§ **Task statement**
Every line that contains "approval" must be located and copied from the data.

(Records from a data source)
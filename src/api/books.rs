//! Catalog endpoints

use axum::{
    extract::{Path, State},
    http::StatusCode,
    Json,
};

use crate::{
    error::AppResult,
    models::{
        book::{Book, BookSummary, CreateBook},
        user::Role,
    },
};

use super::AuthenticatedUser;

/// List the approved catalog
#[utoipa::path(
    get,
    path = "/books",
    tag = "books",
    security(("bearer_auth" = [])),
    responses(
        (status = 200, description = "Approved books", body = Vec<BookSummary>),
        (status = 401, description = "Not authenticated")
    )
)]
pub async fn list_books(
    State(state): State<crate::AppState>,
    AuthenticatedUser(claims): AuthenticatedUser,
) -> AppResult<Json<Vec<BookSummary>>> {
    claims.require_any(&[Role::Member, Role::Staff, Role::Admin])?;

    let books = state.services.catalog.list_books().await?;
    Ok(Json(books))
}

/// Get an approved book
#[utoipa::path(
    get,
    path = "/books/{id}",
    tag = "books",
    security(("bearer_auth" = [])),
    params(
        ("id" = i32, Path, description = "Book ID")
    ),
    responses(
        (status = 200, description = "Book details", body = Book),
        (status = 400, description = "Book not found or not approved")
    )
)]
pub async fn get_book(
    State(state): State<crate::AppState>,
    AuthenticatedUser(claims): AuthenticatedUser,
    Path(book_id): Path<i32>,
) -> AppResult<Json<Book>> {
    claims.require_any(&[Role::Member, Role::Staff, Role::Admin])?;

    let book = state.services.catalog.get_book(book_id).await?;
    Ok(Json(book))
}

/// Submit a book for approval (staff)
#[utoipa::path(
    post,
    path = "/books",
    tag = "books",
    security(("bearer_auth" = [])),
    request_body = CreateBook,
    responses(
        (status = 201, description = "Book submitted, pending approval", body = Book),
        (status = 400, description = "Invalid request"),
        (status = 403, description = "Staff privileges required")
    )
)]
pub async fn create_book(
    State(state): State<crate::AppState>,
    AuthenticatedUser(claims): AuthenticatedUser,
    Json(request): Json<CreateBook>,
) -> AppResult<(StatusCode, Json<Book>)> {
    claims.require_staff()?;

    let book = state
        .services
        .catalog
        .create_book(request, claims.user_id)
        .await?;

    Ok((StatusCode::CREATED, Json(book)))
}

§ **Your response**
/// Submit a book for approval (staff)
        (status = 201, description = "Book submitted, pending approval", body = Book),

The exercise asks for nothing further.